In many of my recent discussions with Jewish peers, volunteers and Jewish community professionals I have noted a consistent theme of concern for the state of the ‘organized’ Jewish community. Nevermind that many of these individuals operate firmly within the organizations that make up the so-called organized community (federations, foundations, agencies, etc.); they nonetheless lament what seems like a steady ossification of institutions and bureaucratization of leadership. These conversations sound more like a refrain of “can’t live with them, can’t live without them,” with each individual having their own prescriptive remedies for the health of Jewish communal organizations or the Jewish community as a whole.

However, just as much as there is a steady outpouring of energy by Jews to remediate the challanges and opportunities of Jewish life through groups, organizations and initiatives, oftentimes the consistent response of the “organized” community to the lamentations of these young Jewish activists is to develop a ‘strategic plan’ or a ‘new agenda’ – each developed with the requisite number of volunteer stakeholders and professional strategists. The substance of these efforts is the development of organizational approaches to reengineering or refocusing of the organization to meet the needs, challenges or ‘strategic opportunities’ facing the organization. The desired result being to engage the young leadership of the organized Jewish community to become ‘fixers’ of that which needs fixing.
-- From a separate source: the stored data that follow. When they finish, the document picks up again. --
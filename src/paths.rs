//! XDG-style path utilities for the configuration directory.
//!
//! XDG Base Directory conventions are preferred over OS-specific locations
//! so the config file lives in the same place on Linux and macOS.

use anyhow::{Context, Result};
use std::path::PathBuf;

const APP_DIR: &str = "pkgcatalog";

/// Returns the configuration directory for pkgcatalog.
///
/// Resolution order:
/// 1. `$XDG_CONFIG_HOME/pkgcatalog` if `XDG_CONFIG_HOME` is set
/// 2. `~/.config/pkgcatalog` otherwise
pub fn config_dir() -> Result<PathBuf> {
    if let Some(xdg) = std::env::var_os("XDG_CONFIG_HOME").filter(|v| !v.is_empty()) {
        return Ok(PathBuf::from(xdg).join(APP_DIR));
    }

    let home = dirs::home_dir().context("Failed to determine home directory")?;
    Ok(home.join(".config").join(APP_DIR))
}
//! # pkgcatalog - package catalog maintenance for static sites
//!
//! `pkgcatalog` keeps the package pages of a Hugo site (one Markdown file
//! with YAML frontmatter per package) in sync with their GitHub repositories.
//!
//! ## Quick Start
//!
//! ```bash
//! # Add a package (repository defaults to https://github.com/<default_owner>/<name>)
//! pkgcatalog add freecal
//!
//! # Add with an explicit import path and repository
//! pkgcatalog add tools --import-path go.ngs.io/tools --repo https://github.com/ngs/tools
//!
//! # Refresh every package, or only some
//! pkgcatalog update
//! pkgcatalog update freecal servedir
//!
//! # Preview changes
//! pkgcatalog update --dry-run
//! ```
//!
//! ## Configuration
//!
//! Settings are read from `~/.config/pkgcatalog/config.toml`:
//!
//! ```toml
//! [site]
//! content_dir = "content"
//! import_prefix = "go.ngs.io"
//!
//! [github]
//! token_env = "GITHUB_TOKEN"
//!
//! [build]
//! command = "hugo"
//! args = ["--gc", "--minify"]
//! ```

/// Package records and their frontmatter files.
pub mod catalog;

/// Command-line interface definitions and handlers.
pub mod cli;

/// Configuration file management.
pub mod config;

/// File system utilities.
pub mod fs;

/// GitHub URL parsing and API client.
pub mod github;

/// Global output configuration (quiet mode, colors, stderr/stdout routing).
pub mod output;

/// XDG-style path utilities for configuration.
pub mod paths;

/// External site builder used to validate changes.
pub mod site;

/// Adding and updating catalog entries.
pub mod sync;

/// Terminal UI components (spinner, colors).
pub mod ui;
use chrono::{DateTime, Utc};
use serde::Deserialize;

/// Repository attributes from `GET /repos/{owner}/{repo}`.
#[derive(Debug, Clone, PartialEq, Eq, Deserialize)]
pub struct RepoMeta {
    #[serde(default)]
    pub name: String,
    pub description: Option<String>,
    pub created_at: DateTime<Utc>,
    pub updated_at: DateTime<Utc>,
    pub license: Option<License>,
    pub owner: Owner,
}

impl RepoMeta {
    /// Description, with `null` treated as empty.
    pub fn description(&self) -> &str {
        self.description.as_deref().unwrap_or_default()
    }

    /// SPDX identifier of the license, if GitHub detected one.
    pub fn license_id(&self) -> Option<&str> {
        self.license.as_ref()?.spdx_id.as_deref()
    }

    /// Owner display name, falling back to the login.
    pub fn author(&self) -> &str {
        match self.owner.name.as_deref() {
            Some(name) if !name.is_empty() => name,
            _ => &self.owner.login,
        }
    }
}

#[derive(Debug, Clone, PartialEq, Eq, Deserialize)]
pub struct License {
    #[serde(default)]
    pub key: String,
    #[serde(default)]
    pub name: String,
    pub spdx_id: Option<String>,
}

#[derive(Debug, Clone, PartialEq, Eq, Deserialize)]
pub struct Owner {
    pub login: String,
    pub name: Option<String>,
}

#[derive(Debug, Deserialize)]
pub(super) struct Release {
    #[serde(default)]
    pub tag_name: String,
}

#[derive(Debug, Deserialize)]
pub(super) struct Tag {
    pub name: String,
}

#[derive(Debug, Deserialize)]
pub(super) struct Readme {
    pub content: String,
    pub encoding: String,
}

#[cfg(test)]
#[allow(clippy::unwrap_used)]
mod tests {
    use super::*;

    #[test]
    fn test_repo_meta_with_nulls() {
        let json = r#"{
            "name": "bar",
            "description": null,
            "created_at": "2019-05-01T10:00:00Z",
            "updated_at": "2024-01-02T03:04:05Z",
            "license": null,
            "owner": {"login": "foo"}
        }"#;
        let meta: RepoMeta = serde_json::from_str(json).unwrap();

        assert_eq!(meta.description(), "");
        assert_eq!(meta.license_id(), None);
        assert_eq!(meta.author(), "foo");
    }

    #[test]
    fn test_repo_meta_full() {
        let json = r#"{
            "name": "bar",
            "description": "A bar",
            "created_at": "2019-05-01T10:00:00Z",
            "updated_at": "2024-01-02T03:04:05Z",
            "license": {"key": "mit", "name": "MIT License", "spdx_id": "MIT"},
            "owner": {"login": "foo", "name": "Foo Bar"},
            "stargazers_count": 10
        }"#;
        let meta: RepoMeta = serde_json::from_str(json).unwrap();

        assert_eq!(meta.description(), "A bar");
        assert_eq!(meta.license_id(), Some("MIT"));
        assert_eq!(meta.author(), "Foo Bar");
        assert_eq!(meta.created_at.to_rfc3339(), "2019-05-01T10:00:00+00:00");
    }

    #[test]
    fn test_author_ignores_empty_name() {
        let owner = Owner {
            login: "foo".to_string(),
            name: Some(String::new()),
        };
        let meta = RepoMeta {
            name: "bar".to_string(),
            description: None,
            created_at: DateTime::<Utc>::default(),
            updated_at: DateTime::<Utc>::default(),
            license: None,
            owner,
        };
        assert_eq!(meta.author(), "foo");
    }
}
I believe the orientation of these organizational activities is wrong. We don’t need fixers, we need builders. And critically, the Jewish activists of today don’t want to be fixers either – the essence of their desire is to be builders of Jewish community in their own distinctive ways and focused on their own distinctive interests.

This is nothing new. At the now legendary 1969 General Assembly of the Council of Jewish Federations and Welfare Funds, a group of students (enabled by their own self-organization and coordination through the North American Jewish Students NETWORK, an outgrowth of the World Union of Jewish Students) were exceptionally effective in disrupting not only the proceedings, but also the staid tenor of the GA. The tone and approach of the students was not destructive, but constructive – appealing to the need to build more vibrant and responsive Jewish institutions in response to what the students perceived as a stagnant and unresponsive system. As a representative of the students chosen to speak at the GA by his peers Rabbi Hillel Levine expressed the sentiment of the students in a manner that still resonates today, stating (with respect to how the students viewed themselves):

“…we see ourselves as more than children of our times; we see ourselves as children of timelessness. We see ourselves as your children, the children of Jews who with great dedication concern themselves with the needs of the community, the children of those who bring comfort to the afflicted, give aid to the poor, who have built mammoth philanthropic organizations, who have aided the remnants of the Holocaust, who have given unfalteringly to the building of Israel… We are your children, and I affirm this, but we want to be not only your children, but also builders. We want to participate with you in building the vision of a great Jewish community.”

Builders. Not fixers.

And this is the state of affairs today as well – almost 40 years later. Engaged Jewish young adults (and within that category I include anyone who considers themselves young) want to build the vision of their community in the distinctive way that resonates with their individual perceptions, needs and talents. They may want to work in partnership with the ‘organized’ Jewish community, and they may even want to work within it. But the idea of simply ‘fixing’ it is uninspiring at best and disengaging at worst.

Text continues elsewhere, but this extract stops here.